(Dataset excerpts Opens)

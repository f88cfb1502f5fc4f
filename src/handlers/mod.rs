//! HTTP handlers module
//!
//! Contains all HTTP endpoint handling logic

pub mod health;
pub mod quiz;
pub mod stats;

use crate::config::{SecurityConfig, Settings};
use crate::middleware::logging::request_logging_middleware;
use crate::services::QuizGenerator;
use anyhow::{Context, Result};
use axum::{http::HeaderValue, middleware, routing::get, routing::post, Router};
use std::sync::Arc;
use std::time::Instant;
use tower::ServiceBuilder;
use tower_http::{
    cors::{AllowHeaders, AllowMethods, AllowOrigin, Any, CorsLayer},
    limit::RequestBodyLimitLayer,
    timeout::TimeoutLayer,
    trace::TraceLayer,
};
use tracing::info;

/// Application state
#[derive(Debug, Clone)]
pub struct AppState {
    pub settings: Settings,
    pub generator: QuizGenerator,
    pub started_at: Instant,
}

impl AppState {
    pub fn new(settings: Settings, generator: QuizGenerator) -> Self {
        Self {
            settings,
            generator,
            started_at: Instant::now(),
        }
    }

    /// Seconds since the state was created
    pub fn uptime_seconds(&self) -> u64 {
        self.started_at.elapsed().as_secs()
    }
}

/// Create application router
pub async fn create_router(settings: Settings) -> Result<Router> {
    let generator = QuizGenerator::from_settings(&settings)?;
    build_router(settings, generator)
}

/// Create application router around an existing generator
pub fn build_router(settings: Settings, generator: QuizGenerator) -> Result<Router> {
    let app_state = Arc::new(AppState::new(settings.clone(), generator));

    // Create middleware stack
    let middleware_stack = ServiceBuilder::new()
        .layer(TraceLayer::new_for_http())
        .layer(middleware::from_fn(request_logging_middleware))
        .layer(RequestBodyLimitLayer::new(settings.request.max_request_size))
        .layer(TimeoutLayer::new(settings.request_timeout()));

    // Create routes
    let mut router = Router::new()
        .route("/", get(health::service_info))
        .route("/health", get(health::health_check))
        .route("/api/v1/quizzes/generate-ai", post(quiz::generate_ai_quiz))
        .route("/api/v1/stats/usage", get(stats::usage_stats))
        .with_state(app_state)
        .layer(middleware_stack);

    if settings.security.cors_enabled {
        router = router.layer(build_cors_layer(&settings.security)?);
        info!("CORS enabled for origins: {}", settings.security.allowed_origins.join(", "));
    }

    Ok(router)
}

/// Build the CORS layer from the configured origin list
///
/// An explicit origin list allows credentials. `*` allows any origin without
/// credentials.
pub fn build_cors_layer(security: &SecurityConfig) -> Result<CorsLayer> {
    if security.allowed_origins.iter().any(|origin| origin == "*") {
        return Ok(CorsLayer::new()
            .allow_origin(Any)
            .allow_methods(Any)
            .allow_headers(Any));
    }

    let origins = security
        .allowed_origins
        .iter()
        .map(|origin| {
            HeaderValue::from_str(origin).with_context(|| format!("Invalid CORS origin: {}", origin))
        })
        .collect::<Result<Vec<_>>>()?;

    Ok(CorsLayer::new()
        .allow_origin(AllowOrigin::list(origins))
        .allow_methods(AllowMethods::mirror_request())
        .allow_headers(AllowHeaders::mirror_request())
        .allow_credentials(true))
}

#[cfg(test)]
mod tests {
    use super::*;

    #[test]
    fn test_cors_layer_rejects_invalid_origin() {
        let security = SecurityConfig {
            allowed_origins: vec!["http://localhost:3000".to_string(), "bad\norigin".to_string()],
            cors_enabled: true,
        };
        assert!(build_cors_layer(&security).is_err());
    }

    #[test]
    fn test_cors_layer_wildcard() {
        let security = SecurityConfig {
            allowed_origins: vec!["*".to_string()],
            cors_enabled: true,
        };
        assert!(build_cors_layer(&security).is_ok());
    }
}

(Dataset excerpts Closes)
(Dataset excerpts Opens)

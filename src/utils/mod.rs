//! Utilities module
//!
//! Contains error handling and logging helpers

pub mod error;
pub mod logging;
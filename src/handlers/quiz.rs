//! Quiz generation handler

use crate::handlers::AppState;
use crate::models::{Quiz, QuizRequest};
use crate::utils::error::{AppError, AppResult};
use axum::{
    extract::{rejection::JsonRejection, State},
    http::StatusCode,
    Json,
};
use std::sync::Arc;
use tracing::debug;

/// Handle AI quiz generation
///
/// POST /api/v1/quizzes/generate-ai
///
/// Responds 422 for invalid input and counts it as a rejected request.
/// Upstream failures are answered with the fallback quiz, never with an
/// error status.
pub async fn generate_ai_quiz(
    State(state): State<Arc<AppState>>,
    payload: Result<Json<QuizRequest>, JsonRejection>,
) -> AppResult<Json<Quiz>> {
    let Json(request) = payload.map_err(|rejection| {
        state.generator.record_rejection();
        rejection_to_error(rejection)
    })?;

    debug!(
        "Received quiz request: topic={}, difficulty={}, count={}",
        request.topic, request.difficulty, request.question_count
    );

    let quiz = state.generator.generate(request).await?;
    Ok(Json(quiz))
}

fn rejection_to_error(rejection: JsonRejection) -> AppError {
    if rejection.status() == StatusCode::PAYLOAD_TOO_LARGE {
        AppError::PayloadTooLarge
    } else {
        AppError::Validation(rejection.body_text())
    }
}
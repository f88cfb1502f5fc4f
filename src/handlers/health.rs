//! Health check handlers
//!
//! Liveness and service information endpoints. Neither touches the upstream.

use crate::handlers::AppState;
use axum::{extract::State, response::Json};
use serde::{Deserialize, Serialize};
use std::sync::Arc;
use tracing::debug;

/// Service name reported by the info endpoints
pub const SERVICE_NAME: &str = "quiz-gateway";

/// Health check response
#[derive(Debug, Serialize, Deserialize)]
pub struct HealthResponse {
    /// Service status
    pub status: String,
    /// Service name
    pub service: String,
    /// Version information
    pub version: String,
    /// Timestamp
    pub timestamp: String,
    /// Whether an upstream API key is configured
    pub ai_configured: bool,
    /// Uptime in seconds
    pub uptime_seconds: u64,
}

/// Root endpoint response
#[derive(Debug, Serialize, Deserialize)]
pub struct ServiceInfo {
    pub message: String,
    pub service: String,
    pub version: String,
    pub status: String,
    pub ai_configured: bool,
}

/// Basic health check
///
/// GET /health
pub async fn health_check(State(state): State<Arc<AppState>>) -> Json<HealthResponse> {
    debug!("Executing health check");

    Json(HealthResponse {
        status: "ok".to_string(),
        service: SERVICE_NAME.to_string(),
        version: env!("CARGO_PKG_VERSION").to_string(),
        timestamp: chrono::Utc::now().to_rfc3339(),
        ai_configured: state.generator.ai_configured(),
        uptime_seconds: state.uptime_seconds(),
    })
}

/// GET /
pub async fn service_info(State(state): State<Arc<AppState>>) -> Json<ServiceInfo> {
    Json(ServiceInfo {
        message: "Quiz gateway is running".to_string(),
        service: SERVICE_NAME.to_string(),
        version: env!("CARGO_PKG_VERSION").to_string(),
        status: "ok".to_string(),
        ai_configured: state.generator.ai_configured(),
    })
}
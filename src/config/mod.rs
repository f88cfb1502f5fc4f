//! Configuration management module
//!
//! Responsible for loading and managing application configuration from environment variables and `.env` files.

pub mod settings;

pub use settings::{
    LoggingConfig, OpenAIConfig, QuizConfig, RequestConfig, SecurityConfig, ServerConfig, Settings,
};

(Dataset excerpts Closes)

What you are asked to do: From the records above, extract exactly and only the lines that begin at the line with "let quiz = state.generator.generate(request).await?;" and stop after the line with "key is configured".

Solution to this exercise:
    let quiz = state.generator.generate(request).await?;
    Ok(Json(quiz))
}

fn rejection_to_error(rejection: JsonRejection) -> AppError {
    if rejection.status() == StatusCode::PAYLOAD_TOO_LARGE {
        AppError::PayloadTooLarge
    } else {
        AppError::Validation(rejection.body_text())
    }
}
repository f88cfb1502f5fc4f
filename src/handlers/health.rs
//! Health check handlers
//!
//! Liveness and service information endpoints. Neither touches the upstream.

use crate::handlers::AppState;
use axum::{extract::State, response::Json};
use serde::{Deserialize, Serialize};
use std::sync::Arc;
use tracing::debug;

/// Service name reported by the info endpoints
pub const SERVICE_NAME: &str = "quiz-gateway";

/// Health check response
#[derive(Debug, Serialize, Deserialize)]
pub struct HealthResponse {
    /// Service status
    pub status: String,
    /// Service name
    pub service: String,
    /// Version information
    pub version: String,
    /// Timestamp
    pub timestamp: String,
    /// Whether an upstream API key is configured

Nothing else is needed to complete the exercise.